Wladimir Rosinskij ist ein Freund des „Ensemble plus“, gerne und oft interpretieren die MusikerInnen Werke von ihm. Emil Scheibenreif und Daria Naneva-Ivov spielten die Uraufführung des „Duos für Klarinette und Klavier“ das von einer eigenartigen Spannung zwischen satztechnisch straff geführten Linie und Idiomen der Jazzmusik durchdrungen war. So wurden Passagen und Klänge mit Energie gebündelt, abschnittweise jedoch auch mit oberflächlichen musikalischen Mitteln eher künstlich aufgebauscht.

Schwungvolle Spielfreude


„Clarinettino“ für Klarinette und Streichquintett des tschechischen Komponisten Ondrej Kukal entdeckte das „Ensemble plus“ vor nunmehr dreizehn Jahren für sich.

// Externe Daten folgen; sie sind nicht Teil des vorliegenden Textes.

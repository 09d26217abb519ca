//! System devices: rails, constant inputs, clocks, frontiers and log devices.

use std::collections::BTreeMap;
use std::fs::File;
use std::io::{BufWriter, Write};

use tracing::warn;

use super::twoterm::TwoTerm;
use crate::error::Result;
use crate::netlist::{DeviceModel, Netlist, ParamId, TermId};
use crate::setup::DeviceBuilder;
use crate::time::SimTime;

/// Analog ground.
#[derive(Debug)]
pub struct Gnd {
    q: TermId,
}

impl Gnd {
    pub fn build(b: &mut DeviceBuilder) -> Result<Box<dyn DeviceModel>> {
        Ok(Box::new(Gnd { q: b.analog_output("Q")? }))
    }
}

impl DeviceModel for Gnd {
    fn reset(&mut self, nl: &mut Netlist) {
        nl.init_analog(self.q, 0.0);
    }
}

/// Constant logic level, settable at run time through `IN`.
#[derive(Debug)]
pub struct LogicInput {
    q: TermId,
    value: ParamId,
}

impl LogicInput {
    /// `LOGIC_INPUT`: family taken from the `FAMILY` model parameter.
    pub fn build(b: &mut DeviceBuilder) -> Result<Box<dyn DeviceModel>> {
        let q = b.logic_output("Q")?;
        let value = b.param_int("IN", 0)?;
        let family = b.param_model("FAMILY", "FAMILY(TYPE=TTL)")?;
        let family = b.family_from_param(family)?;
        b.set_family(family);
        Ok(Box::new(LogicInput { q, value }))
    }

    /// `TTL_INPUT`: always TTL.
    pub fn build_ttl(b: &mut DeviceBuilder) -> Result<Box<dyn DeviceModel>> {
        let q = b.logic_output("Q")?;
        let value = b.param_int("IN", 0)?;
        Ok(Box::new(LogicInput { q, value }))
    }
}

impl DeviceModel for LogicInput {
    fn reset(&mut self, nl: &mut Netlist) {
        nl.init_logic(self.q, 0);
    }

    fn update_param(&mut self, nl: &mut Netlist) {
        let v = (nl.param_i64(self.value) & 1) as u32;
        nl.push_logic(self.q, v, SimTime::from_nsec(1));
    }
}

/// Constant voltage, settable at run time through `IN`.
#[derive(Debug)]
pub struct AnalogInput {
    q: TermId,
    value: ParamId,
}

impl AnalogInput {
    pub fn build(b: &mut DeviceBuilder) -> Result<Box<dyn DeviceModel>> {
        let q = b.analog_output("Q")?;
        let value = b.param_f64("IN", 0.0)?;
        Ok(Box::new(AnalogInput { q, value }))
    }
}

impl DeviceModel for AnalogInput {
    fn reset(&mut self, nl: &mut Netlist) {
        nl.init_analog(self.q, 0.0);
    }

    fn update_param(&mut self, nl: &mut Netlist) {
        let v = nl.param_f64(self.value);
        nl.set_analog(self.q, v);
    }
}

fn half_period(freq: f64) -> SimTime {
    SimTime::from_double(1.0 / (2.0 * freq))
}

/// Square wave through a feedback loop: `Q` drives `FB`, every change of
/// `FB` schedules the inverse half a period later.
#[derive(Debug)]
pub struct Clock {
    q: TermId,
    feedback: TermId,
    freq: ParamId,
    inc: SimTime,
}

impl Clock {
    pub fn build(b: &mut DeviceBuilder) -> Result<Box<dyn DeviceModel>> {
        let freq = b.param_f64("FREQ", 7_159_000.0)?;
        let q = b.logic_output("Q")?;
        let feedback = b.logic_input("FB")?;
        b.connect("Q", "FB");
        Ok(Box::new(Clock {
            q,
            feedback,
            freq,
            inc: SimTime::zero(),
        }))
    }
}

impl DeviceModel for Clock {
    fn update_param(&mut self, nl: &mut Netlist) {
        self.inc = half_period(nl.param_f64(self.freq));
    }

    fn update(&mut self, nl: &mut Netlist) {
        let next = nl.input_q(self.feedback) ^ 1;
        nl.push_logic(self.q, next, self.inc);
    }
}

/// Clock toggled directly by the event loop instead of through the queue.
#[derive(Debug)]
pub struct MainClock {
    q: TermId,
    freq: ParamId,
}

impl MainClock {
    pub fn build(b: &mut DeviceBuilder) -> Result<Box<dyn DeviceModel>> {
        let freq = b.param_f64("FREQ", 7_159_000.0)?;
        let q = b.logic_output("Q")?;
        Ok(Box::new(MainClock { q, freq }))
    }
}

impl DeviceModel for MainClock {
    fn reset(&mut self, nl: &mut Netlist) {
        nl.init_logic(self.q, 0);
    }

    fn update_param(&mut self, nl: &mut Netlist) {
        let inc = half_period(nl.param_f64(self.freq));
        nl.set_mainclock(self.q, inc);
    }
}

/// Placeholder input that may stay unconnected.
#[derive(Debug)]
pub struct DummyInput;

impl DummyInput {
    pub fn build(b: &mut DeviceBuilder) -> Result<Box<dyn DeviceModel>> {
        b.dummy_input("I")?;
        Ok(Box::new(DummyInput))
    }
}

impl DeviceModel for DummyInput {}

/// Cuts an analog net in two: the input side sees `RIN` to `G`, the output
/// side is driven with the input voltage through `ROUT`.
#[derive(Debug)]
pub struct Frontier {
    r_in: TwoTerm,
    r_out: TwoTerm,
    input: TermId,
    output: TermId,
    p_rin: ParamId,
    p_rout: ParamId,
}

impl Frontier {
    pub fn build(b: &mut DeviceBuilder) -> Result<Box<dyn DeviceModel>> {
        let r_in = TwoTerm::new(b, "RIN.1", "RIN.2")?;
        let r_out = TwoTerm::new(b, "ROUT.1", "ROUT.2")?;
        let input = b.analog_input("_I")?;
        let output = b.analog_output("_Q")?;
        let p_rin = b.param_f64("RIN", 1.0e6)?;
        let p_rout = b.param_f64("ROUT", 50.0)?;

        b.alias("I", "RIN.1")?;
        b.alias("G", "RIN.2")?;
        b.connect("_I", "RIN.1");
        b.alias("_OP", "ROUT.1")?;
        b.alias("Q", "ROUT.2")?;
        b.connect("_Q", "ROUT.1");

        Ok(Box::new(Frontier {
            r_in,
            r_out,
            input,
            output,
            p_rin,
            p_rout,
        }))
    }
}

impl DeviceModel for Frontier {
    fn reset(&mut self, nl: &mut Netlist) {
        let (rin, rout) = (nl.param_f64(self.p_rin), nl.param_f64(self.p_rout));
        self.r_in.set(nl, 1.0 / rin, 0.0, 0.0);
        self.r_out.set(nl, 1.0 / rout, 0.0, 0.0);
    }

    fn update(&mut self, nl: &mut Netlist) {
        let v = nl.input_v(self.input);
        nl.set_analog(self.output, v);
    }
}

/// Writes `time value` lines for every change of its input to
/// `<device>.log`.
#[derive(Debug)]
pub struct Log {
    input: TermId,
    path: String,
    writer: Option<BufWriter<File>>,
    /// Samples kept since reset
    samples: usize,
}

impl Log {
    pub fn build(b: &mut DeviceBuilder) -> Result<Box<dyn DeviceModel>> {
        let input = b.analog_input("I")?;
        let path = format!("{}.log", b.name());
        Ok(Box::new(Log {
            input,
            path,
            writer: None,
            samples: 0,
        }))
    }

    fn write(&mut self, time: f64, v: f64) {
        let Some(w) = self.writer.as_mut() else {
            return;
        };
        if let Err(e) = writeln!(w, "{:.9} {}", time, v) {
            warn!(path = %self.path, error = %e, "log write failed, closing");
            self.writer = None;
        }
    }
}

impl DeviceModel for Log {
    fn reset(&mut self, _nl: &mut Netlist) {
        self.samples = 0;
        self.writer = match File::create(&self.path) {
            Ok(f) => Some(BufWriter::new(f)),
            Err(e) => {
                warn!(path = %self.path, error = %e, "cannot create log file");
                None
            }
        };
    }

    fn update(&mut self, nl: &mut Netlist) {
        self.samples += 1;
        let (t, v) = (nl.time().as_double(), nl.input_v(self.input));
        self.write(t, v);
    }

    fn stop(&mut self, _nl: &mut Netlist) {
        if let Some(mut w) = self.writer.take() {
            if let Err(e) = w.flush() {
                warn!(path = %self.path, error = %e, "log flush failed");
            }
        }
    }

    fn save_state(&self, state: &mut BTreeMap<String, f64>) {
        state.insert("samples".to_string(), self.samples as f64);
    }

    fn load_state(&mut self, state: &BTreeMap<String, f64>) {
        if let Some(&n) = state.get("samples") {
            self.samples = n as usize;
        }
    }
}
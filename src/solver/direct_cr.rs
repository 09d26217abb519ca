//! Sparse Gaussian elimination on a compressed row matrix.
//!
//! The storage pattern is the non-zero pattern of the group plus all
//! fill-in produced by elimination in row order, so every operation of the
//! elimination can be precomputed as a pair of offsets.

use super::matrix::CrMatrix;
use super::terms::Terms;

/// One elimination step: subtract a multiple of `pivot` from row `row`.
#[derive(Debug, Clone)]
struct Step {
    pivot: usize,
    row: usize,
    /// Offset of A(row, pivot)
    lower: usize,
    /// (offset in pivot row, offset in target row) right of the pivot
    ops: Vec<(usize, usize)>,
}

#[derive(Debug, Clone)]
pub struct DirectCr {
    mat: CrMatrix,
    term_cr: Vec<Vec<Option<usize>>>,
    steps: Vec<Step>,
    a: Vec<f64>,
    rhs: Vec<f64>,
}

impl DirectCr {
    pub fn new(rows: &[Terms]) -> Self {
        let n = rows.len();
        let mut touched = vec![vec![false; n]; n];
        for (k, row) in rows.iter().enumerate() {
            for &j in &row.nz {
                touched[k][j] = true;
            }
        }
        for k in 0..n {
            for r in k + 1..n {
                if touched[r][k] {
                    for c in k + 1..n {
                        if touched[k][c] {
                            touched[r][c] = true;
                        }
                    }
                }
            }
        }
        let pattern: Vec<Vec<usize>> = touched
            .iter()
            .map(|t| (0..n).filter(|&c| t[c]).collect())
            .collect();
        let mat = CrMatrix::from_pattern(&pattern);

        let mut steps = Vec::new();
        for k in 0..n {
            for r in k + 1..n {
                let Some(lower) = mat.find(r, k) else {
                    continue;
                };
                let ops = (mat.diag[k] + 1..mat.ia[k + 1])
                    .filter_map(|p| mat.find(r, mat.ja[p]).map(|q| (p, q)))
                    .collect();
                steps.push(Step {
                    pivot: k,
                    row: r,
                    lower,
                    ops,
                });
            }
        }

        let term_cr = mat.term_offsets(rows);
        let nz = mat.nz_num();
        Self {
            mat,
            term_cr,
            steps,
            a: vec![0.0; nz],
            rhs: vec![0.0; n],
        }
    }

    #[cfg(test)]
    fn nz_num(&self) -> usize {
        self.mat.nz_num()
    }

    pub fn solve(&mut self, rows: &[Terms], v: &mut [f64]) {
        self.mat.assemble(rows, &self.term_cr, &mut self.a);
        for (k, row) in rows.iter().enumerate() {
            self.rhs[k] = row.rhs();
        }

        for s in &self.steps {
            let f = self.a[s.lower] / self.a[self.mat.diag[s.pivot]];
            for &(p, q) in &s.ops {
                self.a[q] -= f * self.a[p];
            }
            self.rhs[s.row] -= f * self.rhs[s.pivot];
        }

        let m = &self.mat;
        for k in (0..m.n).rev() {
            let d = m.diag[k];
            let tmp: f64 = (d + 1..m.ia[k + 1]).map(|p| self.a[p] * v[m.ja[p]]).sum();
            v[k] = (self.rhs[k] - tmp) / self.a[d];
        }
    }
}

#[cfg(test)]
mod tests {
    use super::*;
    use crate::solver::direct::tests::{ladder, ladder_expected};
    use approx::assert_relative_eq;

    #[test]
    fn test_ladder() {
        let rows = ladder(9);
        let mut s = DirectCr::new(&rows);
        // tridiagonal: no fill-in
        assert_eq!(s.nz_num(), 9 + 2 * 8);
        let mut v = vec![0.0; 9];
        s.solve(&rows, &mut v);
        for (got, want) in v.iter().zip(ladder_expected(9)) {
            assert_relative_eq!(*got, want, epsilon = 1e-9);
        }
    }
}
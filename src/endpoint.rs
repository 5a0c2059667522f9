use std::fmt::Display;
use std::str::FromStr;
use std::time::Duration;

use strum_macros::{Display as StrumDisplay, EnumString};
use url::Url;

use crate::error::{MeterError, Result};

/// Link framing selected by the endpoint URL scheme.
#[derive(Debug, Clone, Copy, PartialEq, Eq, EnumString, StrumDisplay)]
pub enum Scheme {
    /// Serial RTU on a local port, e.g. `rtu:///dev/ttyUSB0`.
    #[strum(serialize = "rtu")]
    Rtu,
    /// Modbus TCP (MBAP framing).
    #[strum(serialize = "tcp")]
    Tcp,
    /// RTU frames tunnelled through a raw TCP socket by a serial bridge.
    #[strum(serialize = "rtuovertcp")]
    RtuOverTcp,
}

#[derive(Debug, Clone, PartialEq, Eq)]
pub enum Target {
    Serial { path: String },
    Socket { host: String, port: u16 },
}

/// Where the gateway lives and how to talk to it.
///
/// Two endpoints compare equal only when address, baud rate and timeout all match;
/// any difference forces the gateway to tear its link down and build a new one.
#[derive(Debug, Clone, PartialEq, Eq)]
pub struct Endpoint {
    address: String,
    scheme: Scheme,
    target: Target,
    baud_rate: u32,
    timeout: Duration,
}

impl Endpoint {
    pub const DEFAULT_BAUD_RATE: u32 = 9600;
    pub const DEFAULT_TIMEOUT: Duration = Duration::from_secs(5);
    pub const DEFAULT_TCP_PORT: u16 = 502;

    pub fn new(address: &str, baud_rate: u32, timeout: Duration) -> Result<Self> {
        let url = Url::parse(address)
            .map_err(|e| MeterError::configuration(format!("bad endpoint {address:?}: {e}")))?;
        let scheme = Scheme::from_str(url.scheme()).map_err(|_| {
            MeterError::configuration(format!("unsupported endpoint scheme {:?}", url.scheme()))
        })?;
        if baud_rate == 0 {
            return Err(MeterError::configuration("baud rate must not be zero"));
        }
        if timeout.is_zero() {
            return Err(MeterError::configuration("timeout must not be zero"));
        }

        let host = url.host_str().unwrap_or_default();
        let target = match scheme {
            Scheme::Rtu => {
                // `rtu:///dev/ttyUSB0` has an empty host, `rtu://COM3` has no path
                let path = format!("{}{}", host, url.path());
                if path.is_empty() || path == "/" {
                    return Err(MeterError::configuration(format!(
                        "endpoint {address:?} names no serial device"
                    )));
                }
                Target::Serial { path }
            }
            Scheme::Tcp | Scheme::RtuOverTcp => {
                if host.is_empty() {
                    return Err(MeterError::configuration(format!(
                        "endpoint {address:?} has no host"
                    )));
                }
                let port = match (scheme, url.port()) {
                    (_, Some(port)) => port,
                    (Scheme::Tcp, None) => Self::DEFAULT_TCP_PORT,
                    _ => {
                        return Err(MeterError::configuration(format!(
                            "endpoint {address:?} has no port"
                        )))
                    }
                };
                Target::Socket {
                    host: host.to_owned(),
                    port,
                }
            }
        };

        Ok(Self {
            address: address.to_owned(),
            scheme,
            target,
            baud_rate,
            timeout,
        })
    }

    pub fn address(&self) -> &str {
        &self.address
    }

    pub fn scheme(&self) -> Scheme {
        self.scheme
    }

    pub fn target(&self) -> &Target {
        &self.target
    }

    pub fn baud_rate(&self) -> u32 {
        self.baud_rate
    }

    pub fn timeout(&self) -> Duration {
        self.timeout
    }
}

impl FromStr for Endpoint {
    type Err = MeterError;

    fn from_str(s: &str) -> Result<Self> {
        Endpoint::new(s, Self::DEFAULT_BAUD_RATE, Self::DEFAULT_TIMEOUT)
    }
}

impl Display for Endpoint {
    fn fmt(&self, f: &mut std::fmt::Formatter<'_>) -> std::fmt::Result {
        write!(
            f,
            "{} ({} baud, timeout {} ms)",
            self.address,
            self.baud_rate,
            self.timeout.as_millis()
        )
    }
}
//! The Modbus link as seen by the gateway.
//!
//! Framing, checksums and serial timing belong to the backends; the gateway only opens,
//! closes and issues single requests through [`Transport`]. Every request names its
//! slave explicitly so a shared link never carries a "current unit" between calls.

use async_trait::async_trait;
use strum_macros::Display;
use thiserror::Error;

use crate::endpoint::{Endpoint, Scheme};

#[cfg(test)]
pub(crate) mod mock;
mod rodbus_link;
mod rtu_over_tcp;

pub use self::rodbus_link::RodbusTransport;
pub use self::rtu_over_tcp::RtuOverTcpTransport;

/// Failure classes reported by a transport. The gateway reacts to these, never to raw
/// OS error codes.
#[derive(Debug, Clone, Copy, PartialEq, Eq, Display)]
pub enum TransportErrorKind {
    #[strum(serialize = "connection refused")]
    ConnectionRefused,
    #[strum(serialize = "timeout")]
    Timeout,
    #[strum(serialize = "not connected")]
    NotConnected,
    #[strum(serialize = "i/o error")]
    Io,
    #[strum(serialize = "modbus exception")]
    Exception,
    #[strum(serialize = "protocol error")]
    Protocol,
}

#[derive(Debug, Clone, PartialEq, Eq, Error)]
#[error("{kind}: {message}")]
pub struct TransportError {
    kind: TransportErrorKind,
    message: String,
}

impl TransportError {
    pub fn new(kind: TransportErrorKind, message: impl Into<String>) -> Self {
        Self {
            kind,
            message: message.into(),
        }
    }

    pub fn not_connected(message: impl Into<String>) -> Self {
        Self::new(TransportErrorKind::NotConnected, message)
    }

    pub fn kind(&self) -> TransportErrorKind {
        self.kind
    }

    pub fn message(&self) -> &str {
        &self.message
    }

    pub fn is_connection_refused(&self) -> bool {
        self.kind == TransportErrorKind::ConnectionRefused
    }
}

impl From<std::io::Error> for TransportError {
    fn from(err: std::io::Error) -> Self {
        use std::io::ErrorKind;

        let kind = match err.kind() {
            ErrorKind::ConnectionRefused => TransportErrorKind::ConnectionRefused,
            ErrorKind::TimedOut => TransportErrorKind::Timeout,
            ErrorKind::NotConnected => TransportErrorKind::NotConnected,
            _ => TransportErrorKind::Io,
        };
        TransportError::new(kind, err.to_string())
    }
}

/// One connection handle to a gateway.
///
/// `open` on an already-open handle and `close` on a closed one are allowed; the
/// gateway closes before every re-open and ignores what `close` returns.
#[async_trait]
pub trait Transport: Send {
    async fn open(&mut self) -> Result<(), TransportError>;

    async fn close(&mut self) -> Result<(), TransportError>;

    async fn read_holding_registers(
        &mut self,
        unit: u8,
        address: u16,
        count: u16,
    ) -> Result<Vec<u16>, TransportError>;

    async fn read_coils(
        &mut self,
        unit: u8,
        address: u16,
        count: u16,
    ) -> Result<Vec<bool>, TransportError>;

    /// Writes one holding register using the write-multiple function (0x10), which is
    /// what the supported meters accept for control words.
    async fn write_register(
        &mut self,
        unit: u8,
        address: u16,
        value: u16,
    ) -> Result<(), TransportError>;

    async fn write_coil(&mut self, unit: u8, address: u16, value: bool)
        -> Result<(), TransportError>;
}

/// Builds an unopened handle for an endpoint.
pub trait TransportFactory: Send + Sync {
    type Transport: Transport + 'static;

    fn create(&self, endpoint: &Endpoint) -> Result<Self::Transport, TransportError>;
}

/// Handles for the real backends, selected by endpoint scheme.
pub enum ModbusTransport {
    Rodbus(RodbusTransport),
    RtuOverTcp(RtuOverTcpTransport),
}

macro_rules! dispatch {
    ($self:ident, $link:ident => $call:expr) => {
        match $self {
            ModbusTransport::Rodbus($link) => $call,
            ModbusTransport::RtuOverTcp($link) => $call,
        }
    };
}

#[async_trait]
impl Transport for ModbusTransport {
    async fn open(&mut self) -> Result<(), TransportError> {
        dispatch!(self, link => link.open().await)
    }

    async fn close(&mut self) -> Result<(), TransportError> {
        dispatch!(self, link => link.close().await)
    }

    async fn read_holding_registers(
        &mut self,
        unit: u8,
        address: u16,
        count: u16,
    ) -> Result<Vec<u16>, TransportError> {
        dispatch!(self, link => link.read_holding_registers(unit, address, count).await)
    }

    async fn read_coils(
        &mut self,
        unit: u8,
        address: u16,
        count: u16,
    ) -> Result<Vec<bool>, TransportError> {
        dispatch!(self, link => link.read_coils(unit, address, count).await)
    }

    async fn write_register(
        &mut self,
        unit: u8,
        address: u16,
        value: u16,
    ) -> Result<(), TransportError> {
        dispatch!(self, link => link.write_register(unit, address, value).await)
    }

    async fn write_coil(
        &mut self,
        unit: u8,
        address: u16,
        value: bool,
    ) -> Result<(), TransportError> {
        dispatch!(self, link => link.write_coil(unit, address, value).await)
    }
}

/// Default factory: rodbus for `rtu://` and `tcp://`, tokio-modbus RTU framing for
/// `rtuovertcp://`.
#[derive(Debug, Clone, Copy, Default)]
pub struct ModbusFactory;

impl TransportFactory for ModbusFactory {
    type Transport = ModbusTransport;

    fn create(&self, endpoint: &Endpoint) -> Result<Self::Transport, TransportError> {
        Ok(match endpoint.scheme() {
            Scheme::Rtu | Scheme::Tcp => {
                ModbusTransport::Rodbus(RodbusTransport::new(endpoint.clone()))
            }
            Scheme::RtuOverTcp => {
                ModbusTransport::RtuOverTcp(RtuOverTcpTransport::new(endpoint)?)
            }
        })
    }
}
//! Register word conversion.
//!
//! Meters publish a value as one or two big-endian 16-bit words plus a fixed scale.
//! Signed values use a sign-magnitude convention on the top bit of the first word:
//! the whole magnitude (sign bit included) is scaled and then negated. This matches
//! what the supported meters emit; it is not two's complement.

use crate::error::{MeterError, Result};
use crate::models::{ActuatorDescriptor, RegisterDescriptor};

pub struct RegisterCodec;

impl RegisterCodec {
    const WORD_RADIX: f64 = 65536.0;
    const SIGN_BIT: u16 = 0x8000;

    /// Assembles `words` most significant first, scales, and negates when `signed` and
    /// bit 15 of the first word is set.
    pub fn decode(words: &[u16], scale: f64, signed: bool) -> f64 {
        let mut value = words
            .iter()
            .fold(0.0, |acc, word| acc * Self::WORD_RADIX + f64::from(*word));
        value *= scale;
        if signed && words.first().is_some_and(|w| w / Self::SIGN_BIT == 1) {
            value = -value;
        }
        value
    }

    /// Decodes a read against its descriptor, checking the word count first.
    pub fn decode_register(descriptor: &RegisterDescriptor, words: &[u16]) -> Result<f64> {
        if words.len() != usize::from(descriptor.length) {
            return Err(MeterError::Decode(format!(
                "expected {} words at 0x{:04x}, got {}",
                descriptor.length,
                descriptor.address,
                words.len()
            )));
        }
        Ok(Self::decode(words, descriptor.scale, descriptor.signed))
    }

    /// Maps a raw status word onto on/off. Anything but the two published values is an
    /// error, never a default.
    pub fn decode_status(actuator: &ActuatorDescriptor, raw: u16) -> Result<bool> {
        if raw == actuator.on_status {
            Ok(true)
        } else if raw == actuator.off_status {
            Ok(false)
        } else {
            Err(MeterError::Decode(format!(
                "bad register value 0x{raw:04x} at 0x{:04x}",
                actuator.status_address
            )))
        }
    }
}
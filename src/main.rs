use std::sync::Arc;
use std::time::Duration;

use clap::{Parser, Subcommand, ValueEnum};
use log::*;

use meterdrv::{Endpoint, Gateway, MeterDriver, MeterModel};

const ENDPOINT: &str = "rtuovertcp://192.168.1.12:8802";
const BAUD: u32 = 9600;
const TIMEOUT_MS: u64 = 5000;
const SLAVE: u8 = 0x02;

type Error = Box<dyn std::error::Error>;

/// Read and control Modbus meters behind a serial bridge.
#[derive(Debug, Parser)]
#[command(name = "meterctl", version)]
struct Cli {
    /// Gateway address: rtuovertcp://host:port, tcp://host:port or rtu:///dev/ttyX
    #[arg(short, long, default_value = ENDPOINT)]
    endpoint: String,

    /// Serial baud rate configured on the bridge
    #[arg(short, long, default_value_t = BAUD)]
    baud: u32,

    /// Response timeout in milliseconds
    #[arg(short, long, default_value_t = TIMEOUT_MS)]
    timeout: u64,

    /// Meter model (dds4921, hyls-y)
    #[arg(short, long, default_value = "dds4921")]
    model: MeterModel,

    /// Slave address of the meter (1-60)
    #[arg(short, long, default_value_t = SLAVE)]
    slave: u8,

    #[arg(long, default_value = "info")]
    log_level: LevelFilter,

    #[command(subcommand)]
    command: Command,
}

#[derive(Debug, Subcommand)]
enum Command {
    /// Read one data item, e.g. `voltage` or `volume`
    Read { item: String },
    /// Read every item the model provides
    Dump,
    /// Show whether a switch or valve is on
    Status {
        #[arg(default_value_t = 0)]
        turn: usize,
    },
    /// Switch a breaker or valve and verify it
    Set { turn: usize, state: Switch },
}

#[derive(Debug, Clone, Copy, ValueEnum)]
enum Switch {
    On,
    Off,
}

fn setup_logging(level: LevelFilter) -> Result<(), fern::InitError> {
    fern::Dispatch::new()
        .format(|out, message, record| {
            out.finish(format_args!(
                "{}[{}][{}] {}",
                chrono::Local::now().format("[%Y-%m-%d][%H:%M:%S]"),
                record.target(),
                record.level(),
                message
            ))
        })
        .level(level)
        .chain(std::io::stdout())
        .apply()?;
    Ok(())
}

#[tokio::main(flavor = "current_thread")]
async fn main() -> Result<(), Error> {
    let cli = Cli::parse();
    setup_logging(cli.log_level)?;

    let endpoint = Endpoint::new(
        &cli.endpoint,
        cli.baud,
        Duration::from_millis(cli.timeout),
    )?;
    debug!("connecting to {endpoint}");
    let gateway = Arc::new(Gateway::default());
    gateway.init(endpoint).await?;
    let meter = MeterDriver::new(Arc::clone(&gateway), cli.model, cli.slave)?;

    match cli.command {
        Command::Read { item } => {
            let id = cli
                .model
                .parse_item(&item)
                .ok_or_else(|| format!("{} has no item {item:?}", cli.model))?;
            let value = meter.get_val(id).await?;
            let unit = cli.model.describe_item(id).map(|(_, u)| u).unwrap_or_default();
            println!("{item}: {value:.3} {unit}");
        }
        Command::Dump => {
            for (id, value) in meter.read_all().await {
                let (name, unit) = cli
                    .model
                    .describe_item(id)
                    .unwrap_or_else(|| (id.to_string(), ""));
                match value {
                    Ok(value) => println!("{name}: {value:.3} {unit}"),
                    Err(e) => println!("Error reading {name}: {e}"),
                }
            }
        }
        Command::Status { turn } => {
            let on = meter.get_state(turn).await?;
            println!("{turn}: {}", if on { "on" } else { "off" });
        }
        Command::Set { turn, state } => {
            meter.set_state(turn, matches!(state, Switch::On)).await?;
            info!("{turn} switched {state:?}");
        }
    }

    Ok(())
}
//! Drivers for Modbus RTU electric and water meters behind a serial-over-TCP bridge.
//!
//! A [`Gateway`] owns the one connection to the bridge; a [`MeterDriver`] per meter
//! reads scaled values and switches breakers or valves with read-back verification.
//!
//! ```no_run
//! use std::sync::Arc;
//! use std::time::Duration;
//!
//! use meterdrv::{Endpoint, Gateway, MeterDriver, MeterModel, PowerItem};
//!
//! # async fn run() -> meterdrv::Result<()> {
//! let gateway = Arc::new(Gateway::default());
//! gateway
//!     .init(Endpoint::new("rtuovertcp://192.168.1.12:8802", 9600, Duration::from_secs(5))?)
//!     .await?;
//!
//! let meter = MeterDriver::new(Arc::clone(&gateway), MeterModel::Dds4921, 0x02)?;
//! let pf = meter.get_val(PowerItem::PowerFactor).await?;
//! meter.trip(0).await?;
//! # let _ = pf;
//! # Ok(())
//! # }
//! ```

pub mod codec;
pub mod driver;
pub mod endpoint;
pub mod error;
pub mod gateway;
pub mod models;
pub mod transport;

pub use codec::RegisterCodec;
pub use driver::MeterDriver;
pub use endpoint::{Endpoint, Scheme};
pub use error::{MeterError, Result};
pub use gateway::{Gateway, RetryPolicy, Session, SessionGuard};
pub use models::{
    ActuatorClass, ActuatorDescriptor, ItemId, MeterModel, MeterProfile, PowerItem,
    RegisterDescriptor, RegisterKind, WaterItem,
};
pub use transport::{
    ModbusFactory, Transport, TransportError, TransportErrorKind, TransportFactory,
};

Martin Schelling an der Klarinette sowie Doren Dinglinger und Anita Martinek (Violine), Andreas Ticozzi (Viola), Jessica Kuhn (Vc) und Marcus Huemer (Kb) musizierten das virtuos angelegte Werk, das eine sprühende Vitalität in sich trägt, mit viel Elan und Freude am gemeinsamen Spiel. Die Musik öffnete fantasievolle Räume als imaginierte Theatermusik oder als Tanz mit Anklängen an die jüdische Musik und osteuropäische Volksmusik.